That’s why the insistence by TERFs (trans-exclusionary radical feminists) that a “woman” must only be defined in terms of biological sex is so bat crap crazy. The very foundation of feminism is about removing the perceived biological limits on women. For centuries it was a biological ‘fact’ that women couldn’t understand math, or study science, or participate in sports, or be financially independent. Moreover, because sex and gender were considered identical, the very concept of womanhood was biologically determined, and thus ‘femine’ gender roles were thought to be innate and unchangeable. Fighting wasn’t ‘feminine’, QED women could not join the military. Science wasn’t ‘feminie’, QED women couldn’t go to medical school. THAT is the end result of biology = gender. THAT is what TERFs are unthinkingly supporting when they argue a woman is wholly defined by her reproductive organs.

TERFs also insist that to accept trans women as women harms cis women and lesbians because it “erases” biological sex and disenfranchises lesbians. This is untrue. No one in the trans community is trying to claim cis women are not women. They simply argue, rightly, that gender is not the same thing as biology.  No one is ‘born’ a biological woman. People are born biologically male, female, or intersexed and then learn their gender roles via culture.  The trans community argues that gender may be ascribed at birth based on what your genitals look like, but no one has the right to decide how ‘masculine’ or ‘feminine’ you become. The transgender ideology that genitals do not define a person’s abilities or interests is the bedrock of feminism. Furthermore, no one in the trans community is claiming cis lesbians aren’t women, or don’t face oppression in patriarchal systems. It is the trans community that defends the clear distinction between ‘butch’ cis lesbians and trans men. The trans community, unlike TERFs, do not consider genitalia to be the same thing as gender identity or sexual orientation.

The cold, hard truth of it is that it is the TERF community who is trying to oppress and elide trans identities, not the trans community trying to erase either straight cis women or lesbian cis women.

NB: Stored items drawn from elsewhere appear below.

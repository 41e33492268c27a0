//! I/O helpers for depth images and JSON.
//!
//! - `load_depth_png`: read a 16-bit grayscale PNG into an owned depth buffer.
//! - `save_depth_png`: write an owned depth buffer to a 16-bit PNG.
//! - `write_json_file`: pretty-print a serializable value to disk.
use super::DepthImageBuf;
use crate::error::{CliffError, Result};
use image::{DynamicImage, ImageBuffer, Luma};
use serde::Serialize;
use std::fs;
use std::path::Path;

/// Load an image from disk and convert it to 16-bit single channel.
///
/// Values are taken as millimetres; 8-bit inputs are widened by the `image`
/// crate and are therefore only useful for smoke tests.
pub fn load_depth_png(path: &Path) -> Result<DepthImageBuf> {
    let img = image::open(path)
        .map_err(|e| CliffError::Io(format!("Failed to open {}: {e}", path.display())))?
        .into_luma16();
    let w = img.width() as usize;
    let h = img.height() as usize;
    Ok(DepthImageBuf {
        w,
        h,
        data: img.into_raw(),
    })
}

/// Save a depth buffer as a 16-bit grayscale PNG.
pub fn save_depth_png(buffer: &DepthImageBuf, path: &Path) -> Result<()> {
    ensure_parent_dir(path)?;
    let image: ImageBuffer<Luma<u16>, Vec<u16>> =
        ImageBuffer::from_raw(buffer.w as u32, buffer.h as u32, buffer.data.clone())
            .ok_or_else(|| CliffError::Io("Failed to create image buffer".to_string()))?;
    DynamicImage::ImageLuma16(image)
        .save(path)
        .map_err(|e| CliffError::Io(format!("Failed to save {}: {e}", path.display())))
}

/// Serialize a value as pretty JSON to `path`, creating parent directories.
pub fn write_json_file<T: Serialize>(path: &Path, value: &T) -> Result<()> {
    ensure_parent_dir(path)?;
    let json = serde_json::to_string_pretty(value).map_err(|e| {
        CliffError::Io(format!("Failed to serialize JSON for {}: {e}", path.display()))
    })?;
    fs::write(path, json)
        .map_err(|e| CliffError::Io(format!("Failed to write JSON {}: {e}", path.display())))
}

fn ensure_parent_dir(path: &Path) -> Result<()> {
    if let Some(parent) = path.parent() {
        if !parent.as_os_str().is_empty() {
            fs::create_dir_all(parent).map_err(|e| {
                CliffError::Io(format!("Failed to create {}: {e}", parent.display()))
            })?;
        }
    }
    Ok(())
}
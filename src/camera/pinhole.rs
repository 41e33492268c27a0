//! Pinhole camera with radial-tangential (plumb-bob) distortion.

use super::CameraRayModel;
use nalgebra::Vector3;
use serde::{Deserialize, Serialize};

/// Calibration message accompanying a depth frame.
///
/// `k` is the row-major 3×3 intrinsics matrix `[fx 0 cx; 0 fy cy; 0 0 1]`,
/// `d` holds plumb-bob coefficients `[k1, k2, p1, p2, k3]` (missing entries
/// are zero).
#[derive(Debug, Clone, Serialize, Deserialize, PartialEq)]
pub struct CameraInfo {
    pub width: usize,
    pub height: usize,
    pub k: [f64; 9],
    #[serde(default)]
    pub d: Vec<f64>,
}

/// Brown-Conrady radial-tangential distortion coefficients.
#[derive(Debug, Clone, Copy, Default, Serialize, Deserialize, PartialEq)]
pub struct RadialTangentialDistortion {
    pub k1: f64,
    pub k2: f64,
    pub p1: f64,
    pub p2: f64,
    pub k3: f64,
}

impl RadialTangentialDistortion {
    /// Coefficients from a plumb-bob vector, zero-filling missing entries.
    pub fn from_plumb_bob(d: &[f64]) -> Self {
        let at = |i: usize| d.get(i).copied().unwrap_or(0.0);
        Self {
            k1: at(0),
            k2: at(1),
            p1: at(2),
            p2: at(3),
            k3: at(4),
        }
    }

    pub fn is_identity(&self) -> bool {
        self.k1 == 0.0 && self.k2 == 0.0 && self.p1 == 0.0 && self.p2 == 0.0 && self.k3 == 0.0
    }

    /// Apply distortion to normalized coordinates.
    pub fn distort_normalized(&self, xy: [f64; 2]) -> [f64; 2] {
        let (x, y) = (xy[0], xy[1]);
        let r2 = x * x + y * y;
        let radial = 1.0 + self.k1 * r2 + self.k2 * r2 * r2 + self.k3 * r2 * r2 * r2;
        let x_tan = 2.0 * self.p1 * x * y + self.p2 * (r2 + 2.0 * x * x);
        let y_tan = self.p1 * (r2 + 2.0 * y * y) + 2.0 * self.p2 * x * y;
        [x * radial + x_tan, y * radial + y_tan]
    }

    /// Invert the distortion by fixed-point iteration.
    pub fn undistort_normalized(&self, xy: [f64; 2], cfg: UndistortConfig) -> Option<[f64; 2]> {
        let (mut x, mut y) = (xy[0], xy[1]);
        for _ in 0..cfg.max_iters.max(1) {
            let r2 = x * x + y * y;
            let radial = 1.0 + self.k1 * r2 + self.k2 * r2 * r2 + self.k3 * r2 * r2 * r2;
            if !radial.is_finite() || radial.abs() < 1e-12 {
                return None;
            }
            let dx_tan = 2.0 * self.p1 * x * y + self.p2 * (r2 + 2.0 * x * x);
            let dy_tan = self.p1 * (r2 + 2.0 * y * y) + 2.0 * self.p2 * x * y;
            let x_next = (xy[0] - dx_tan) / radial;
            let y_next = (xy[1] - dy_tan) / radial;
            if !x_next.is_finite() || !y_next.is_finite() {
                return None;
            }
            let step = ((x_next - x).powi(2) + (y_next - y).powi(2)).sqrt();
            x = x_next;
            y = y_next;
            if step <= cfg.eps.max(0.0) {
                break;
            }
        }
        Some([x, y])
    }
}

/// Distortion inversion settings used by iterative undistortion.
#[derive(Debug, Clone, Copy, Serialize, Deserialize, PartialEq)]
pub struct UndistortConfig {
    pub max_iters: usize,
    pub eps: f64,
}

impl Default for UndistortConfig {
    fn default() -> Self {
        Self {
            max_iters: 15,
            eps: 1e-12,
        }
    }
}

/// Pinhole intrinsics plus distortion; the default value is uninitialized.
#[derive(Debug, Clone, Copy, Default, Serialize, Deserialize, PartialEq)]
pub struct PinholeCamera {
    pub fx: f64,
    pub fy: f64,
    pub cx: f64,
    pub cy: f64,
    pub width: usize,
    pub height: usize,
    #[serde(default)]
    pub distortion: RadialTangentialDistortion,
    #[serde(default)]
    pub undistort: UndistortConfig,
}

impl PinholeCamera {
    pub fn new(fx: f64, fy: f64, cx: f64, cy: f64, width: usize, height: usize) -> Self {
        Self {
            fx,
            fy,
            cx,
            cy,
            width,
            height,
            distortion: RadialTangentialDistortion::default(),
            undistort: UndistortConfig::default(),
        }
    }

    pub fn with_distortion(mut self, distortion: RadialTangentialDistortion) -> Self {
        self.distortion = distortion;
        self
    }

    pub fn from_camera_info(info: &CameraInfo) -> Self {
        let k = &info.k;
        Self::new(k[0], k[4], k[2], k[5], info.width, info.height)
            .with_distortion(RadialTangentialDistortion::from_plumb_bob(&info.d))
    }

    /// `true` when focal lengths are finite and non-zero.
    pub fn is_valid(&self) -> bool {
        self.fx.is_finite()
            && self.fy.is_finite()
            && self.cx.is_finite()
            && self.cy.is_finite()
            && self.fx.abs() > 1e-12
            && self.fy.abs() > 1e-12
    }

    /// Undistort a raw pixel into rectified normalized coordinates.
    pub fn rectify_normalized(&self, pixel: [f64; 2]) -> Option<[f64; 2]> {
        if !self.is_valid() {
            return None;
        }
        let xd = [(pixel[0] - self.cx) / self.fx, (pixel[1] - self.cy) / self.fy];
        if self.distortion.is_identity() {
            return Some(xd);
        }
        self.distortion.undistort_normalized(xd, self.undistort)
    }
}

impl CameraRayModel for PinholeCamera {
    fn project_pixel_to_ray(&self, pixel: [f64; 2]) -> Option<Vector3<f64>> {
        let [x, y] = self.rectify_normalized(pixel)?;
        Some(Vector3::new(x, y, 1.0))
    }

    fn principal_point(&self) -> Option<[f64; 2]> {
        self.is_valid().then_some([self.cx, self.cy])
    }

    fn resolution(&self) -> Option<[usize; 2]> {
        (self.width > 0 && self.height > 0).then_some([self.width, self.height])
    }
}
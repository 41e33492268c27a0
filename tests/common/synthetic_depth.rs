//! Synthetic depth frames of a flat floor, optionally with a drop-off.
use cliff_detector::PinholeCamera;

pub const WIDTH: usize = 160;
pub const HEIGHT: usize = 120;

/// 160×120 pinhole camera with a 100 px focal length and no distortion.
pub fn test_camera() -> PinholeCamera {
    PinholeCamera::new(100.0, 100.0, 79.5, 59.5, WIDTH, HEIGHT)
}

fn normalized_row(cam: &PinholeCamera, row: usize) -> f64 {
    (row as f64 - cam.cy) / cam.fy
}

/// z-depth (mm) of the floor seen by `row`, `None` when the row misses the floor.
pub fn floor_z_mm(cam: &PinholeCamera, row: usize, height_m: f64, tilt_deg: f64) -> Option<f64> {
    let y_n = normalized_row(cam, row);
    let (sin_t, cos_t) = tilt_deg.to_radians().sin_cos();
    let denom = y_n * cos_t + sin_t;
    (denom > 1e-9).then(|| 1000.0 * height_m / denom)
}

/// Forward ground distance (m) of the floor point seen at `row` in the centre column.
pub fn floor_forward_m(cam: &PinholeCamera, row: f64, height_m: f64, tilt_deg: f64) -> f64 {
    let y_n = (row - cam.cy) / cam.fy;
    let (sin_t, cos_t) = tilt_deg.to_radians().sin_cos();
    let z = height_m / (y_n * cos_t + sin_t);
    z * cos_t - z * y_n * sin_t
}

/// Frame where rows at or below `step_row` read `extra_m` deeper along their
/// ray than the floor. Pass `HEIGHT` as `step_row` for a flat floor.
pub fn step_frame(
    cam: &PinholeCamera,
    height_m: f64,
    tilt_deg: f64,
    step_row: usize,
    extra_m: f64,
) -> Vec<u16> {
    let mut data = vec![0u16; WIDTH * HEIGHT];
    for row in 0..HEIGHT {
        let Some(z) = floor_z_mm(cam, row, height_m, tilt_deg) else {
            continue;
        };
        let y_n = normalized_row(cam, row);
        let cos_delta = 1.0 / (1.0 + y_n * y_n).sqrt();
        let z = if row >= step_row {
            z + 1000.0 * extra_m * cos_delta
        } else {
            z
        };
        let value = if z.is_finite() && z < f64::from(u16::MAX) {
            z.floor() as u16
        } else {
            0
        };
        data[row * WIDTH..(row + 1) * WIDTH].fill(value);
    }
    data
}

pub fn flat_frame(cam: &PinholeCamera, height_m: f64, tilt_deg: f64) -> Vec<u16> {
    step_frame(cam, height_m, tilt_deg, HEIGHT, 0.0)
}
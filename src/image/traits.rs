pub trait ImageView {
    type Pixel: Copy;

    fn width(&self) -> usize;
    fn height(&self) -> usize;
    fn stride(&self) -> usize;

    fn row(&self, y: usize) -> &[Self::Pixel];

    fn rows(&self) -> Rows<'_, Self>
    where
        Self: Sized,
    {
        Rows { image: self, y: 0 }
    }

    fn as_slice(&self) -> Option<&[Self::Pixel]> {
        None
    }
}

pub struct Rows<'a, I: ?Sized + ImageView> {
    image: &'a I,
    y: usize,
}

impl<'a, I: ImageView> Iterator for Rows<'a, I> {
    type Item = &'a [I::Pixel];

    fn next(&mut self) -> Option<Self::Item> {
        if self.y >= self.image.height() {
            return None;
        }
        let y = self.y;
        self.y += 1;
        Some(self.image.row(y))
    }
}
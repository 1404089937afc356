//! Seam-carving traversal: sort along a minimum-energy vertical path.
//!
//! Borrows the first half of the classic seam-carving algorithm (edge
//! energy, cumulative cost, path backtracking) and repurposes the path
//! as a sorting direction instead of a removal target. The single
//! carved path is swept across the image by a per-seam column offset,
//! so the whole image is covered by `width + 1` copies of the same
//! crooked line.
//!
//! Seams near the right edge run past the pixel buffer; the clipped
//! entries stay zero pixels on extraction (which the segmenter treats
//! as masked) and are skipped on write-back. This is documented
//! tolerance, not an error.

use image::{GrayImage, Rgba, RgbaImage, imageops};

use crate::energy::{self, EnergyField};
use crate::pattern::{SeamSet, TraversalData, mask_value};
use crate::types::{Pixel, Seam};

/// Extract `width + 1` seams of length `height` along the carved path.
///
/// Seam `b` reads, for row `i`, the pixel at flattened index
/// `i * width + path[i] + b`; indices past the buffer are left as zero
/// pixels.
pub(crate) fn extract(image: &RgbaImage, mask: Option<&GrayImage>) -> SeamSet {
    let width = image.width() as usize;
    let height = image.height() as usize;

    let gray = imageops::grayscale(image);
    let field = EnergyField::from_grayscale(&gray);
    let costs = energy::cost_grid(&field);
    let path = energy::find_path(&costs, width, height, width / 2);

    let pixel_count = width * height;
    let mut seams = Vec::with_capacity(width + 1);
    for b in 0..=width {
        let mut seam: Seam = vec![Pixel::default(); height];
        for (slot, (i, &column)) in seam.iter_mut().zip(path.iter().enumerate()) {
            let index = i * width + column + b;
            if index >= pixel_count {
                // Clipped by the right edge; the zero pixel reads as
                // masked downstream.
                continue;
            }
            let (x, y) = flat_to_xy(index, width);
            *slot = Pixel::from_rgba(image.get_pixel(x, y).0, mask_value(mask, x, y));
        }
        seams.push(seam);
    }

    SeamSet {
        seams,
        data: TraversalData::CarvePath(path),
    }
}

/// Write the seams back through the same indexing, stopping each seam
/// at the first index past the pixel buffer.
pub(crate) fn write_back(image: &mut RgbaImage, seam_set: &SeamSet) {
    let TraversalData::CarvePath(path) = &seam_set.data else {
        return;
    };
    let width = image.width() as usize;
    let pixel_count = width * image.height() as usize;

    for (b, seam) in seam_set.seams.iter().enumerate() {
        for ((i, &column), pixel) in path.iter().enumerate().zip(seam) {
            let index = i * width + column + b;
            if index >= pixel_count {
                break;
            }
            let (x, y) = flat_to_xy(index, width);
            image.put_pixel(x, y, Rgba(pixel.rgba()));
        }
    }
}

/// Split a flattened pixel index back into coordinates. The carve
/// indexing is deliberately flat: an offset past the row end spills
/// into the next row rather than clamping.
#[allow(clippy::cast_possible_truncation)]
const fn flat_to_xy(index: usize, width: usize) -> (u32, u32) {
    ((index % width) as u32, (index / width) as u32)
}

#[cfg(test)]
#[allow(clippy::unwrap_used, clippy::panic)]
mod tests {
    use super::*;
    use crate::pattern::{PatternKind, SeamPattern};
    use image::Luma;

    /// Image with distinct red values so positions are traceable.
    fn varied_image(width: u32, height: u32) -> RgbaImage {
        RgbaImage::from_fn(width, height, |x, y| {
            #[allow(clippy::cast_possible_truncation)]
            let value = (y * width + x + 1) as u8;
            Rgba([value, 50, 90, 255])
        })
    }

    #[test]
    fn extraction_produces_width_plus_one_seams_of_height_length() {
        let img = varied_image(6, 4);
        let set = PatternKind::SeamCarve.extract(&img, None);
        assert_eq!(set.seams.len(), 7);
        for seam in &set.seams {
            assert_eq!(seam.len(), 4);
        }
    }

    #[test]
    fn extraction_carries_the_path_as_side_data() {
        let img = varied_image(5, 3);
        let set = PatternKind::SeamCarve.extract(&img, None);
        let TraversalData::CarvePath(path) = &set.data else {
            panic!("expected a carve path");
        };
        assert_eq!(path.len(), 3);
        assert_eq!(path[0], 0, "row zero of the path is never visited");
    }

    #[test]
    fn clipped_seam_entries_are_zero_pixels() {
        // The image has no zero pixels, so any zero entry in the last
        // seam must come from right-edge clipping.
        let img = varied_image(4, 4);
        let set = PatternKind::SeamCarve.extract(&img, None);
        let last = set.seams.last().unwrap();
        let clipped = last.iter().filter(|p| **p == Pixel::default()).count();
        assert!(clipped > 0, "offset width must clip at least one entry");
        for pixel in last.iter().filter(|p| **p == Pixel::default()) {
            assert!(pixel.is_masked(), "clipped entries must read as masked");
        }
    }

    #[test]
    fn round_trip_is_identity() {
        for (width, height) in [(4, 4), (6, 3), (3, 7), (1, 5)] {
            let img = varied_image(width, height);
            let set = PatternKind::SeamCarve.extract(&img, None);
            let mut out = img.clone();
            PatternKind::SeamCarve.write_back(&mut out, &set);
            assert_eq!(out, img, "round trip for {width}x{height}");
        }
    }

    #[test]
    fn extraction_carries_mask_values() {
        let img = varied_image(4, 3);
        let mut mask = GrayImage::new(4, 3);
        for y in 0..3 {
            for x in 0..4 {
                mask.put_pixel(x, y, Luma([255]));
            }
        }
        let set = PatternKind::SeamCarve.extract(&img, Some(&mask));
        // Every in-range entry sampled the fully masked grid.
        for seam in &set.seams {
            for pixel in seam {
                assert!(pixel == &Pixel::default() || pixel.mask == 255);
            }
        }
    }

    #[test]
    fn write_back_without_a_path_is_a_no_op() {
        let img = varied_image(4, 3);
        let set = SeamSet {
            seams: vec![vec![Pixel::new(9, 9, 9, 255, 0); 3]],
            data: TraversalData::None,
        };
        let mut out = img.clone();
        write_back(&mut out, &set);
        assert_eq!(out, img);
    }
}
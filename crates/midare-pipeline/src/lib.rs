//! midare-pipeline: Pure pixel-sorting pipeline (sans-IO).
//!
//! Reorders the pixels of a raster image along configurable traversals:
//! extract seams -> segment each seam into sortable stretches ->
//! reorder each stretch -> write the seams back into place.
//!
//! This crate has **no I/O dependencies** -- it operates on in-memory
//! image buffers and returns a new buffer. Decoding, encoding, masks on
//! disk, rotation for angled sorts, and multi-image fan-out live in the
//! `midare` CLI crate.

pub mod carve;
pub mod compare;
pub mod energy;
pub mod pattern;
pub mod reorder;
pub mod segment;
pub mod types;

use rand::Rng;

pub use compare::{Comparator, ComparatorKind, PixelComparator};
pub use pattern::{PatternKind, SeamPattern, SeamSet, TraversalData};
pub use reorder::{AlgorithmKind, ReorderOptions};
pub use types::{
    GrayImage, Pixel, PipelineError, RgbaImage, Seam, SortConfig, Stretch, Thresholds,
};

/// Run the full pixel-sorting pipeline with a caller-supplied
/// randomness source.
///
/// The generator drives every random decision (Random's chunk lengths
/// and coin flips, Wave's jitter, Shuffle's swap targets), so a seeded
/// generator reproduces a run exactly.
///
/// # Pipeline steps
///
/// 1. Validate the configuration and buffer dimensions
/// 2. Extract seams with the configured traversal pattern
/// 3. Per seam: partition into unmasked stretches
/// 4. Per stretch: apply the configured reordering algorithm
/// 5. Write the seams back through the pattern's inverse geometry
///
/// The input image is not modified; the result starts as a copy, so
/// pixels the traversal never touches keep their original values.
///
/// # Errors
///
/// Returns [`PipelineError::InvalidConfig`] if any configuration field
/// is out of range, [`PipelineError::EmptyImage`] if the image has a
/// zero dimension, and [`PipelineError::MaskDimensionMismatch`] if a
/// mask is present with different dimensions than the image.
pub fn sort_image_with<R>(
    image: &RgbaImage,
    mask: Option<&GrayImage>,
    config: &SortConfig,
    rng: &mut R,
) -> Result<RgbaImage, PipelineError>
where
    R: Rng + ?Sized,
{
    config.validate()?;
    if image.width() == 0 || image.height() == 0 {
        return Err(PipelineError::EmptyImage);
    }
    if let Some(mask) = mask
        && mask.dimensions() != image.dimensions()
    {
        return Err(PipelineError::MaskDimensionMismatch {
            width: image.width(),
            height: image.height(),
            mask_width: mask.width(),
            mask_height: mask.height(),
        });
    }

    let comparator = Comparator::from_config(config);
    let options = ReorderOptions::from_config(config);

    let mut seam_set = config.pattern.extract(image, mask);
    for seam in &mut seam_set.seams {
        for stretch in segment::unmasked_stretches(seam) {
            config.algorithm.apply(
                &mut seam[stretch.start..stretch.end],
                &options,
                &comparator,
                rng,
            );
        }
    }

    let mut output = image.clone();
    config.pattern.write_back(&mut output, &seam_set);
    Ok(output)
}

/// Run the full pixel-sorting pipeline with thread-local randomness.
///
/// Convenience wrapper over [`sort_image_with`] for callers that do not
/// need reproducible runs.
///
/// # Errors
///
/// Same conditions as [`sort_image_with`].
pub fn sort_image(
    image: &RgbaImage,
    mask: Option<&GrayImage>,
    config: &SortConfig,
) -> Result<RgbaImage, PipelineError> {
    sort_image_with(image, mask, config, &mut rand::rng())
}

Currently, TERFs are attacking Margaret E. Atwood on Twitter, one of the leading feminist writers in 20th century literature, because she dared to suggest (correctly) that biological sex and gender are both seperate and fluid. The TERFs are calling Atwood a “handmaid” and “anti-feminist”. They are attacking a cis woman for her views … while at the same time proclaiming that anyone who disputes transphobia is a ‘misogynist’. Yes. They are insisting that their attacks on women who disagree with transphobia are de facto NOT misogynistic, but attacks on transphobic women can ONLY be misogynistic.

Why? For the same reason ultra-concervative evangelicals scream “Christian persecution!” whenever they are prevented from passing laws discriminating against the LGBTQ community, or when they are called homophobic for their anti-gay ideologies. ‘Punching down’ on the oppressed is the act of a bully, which is bad, so they must reframe themselves sympathetically as the real victims of oppression. The same goes for TERFs. If they claim TERF is a slur and that those who fight their transphobia are misogynists trying to ‘erase biological sex’, then they become the underdogs fighting ‘back’ against oppression rather than the ones enforcing socio-cultural oppression. The thing is, transphobia is oppression, no matter how much TERFs howl that disagreeing with transphobia is oppressive.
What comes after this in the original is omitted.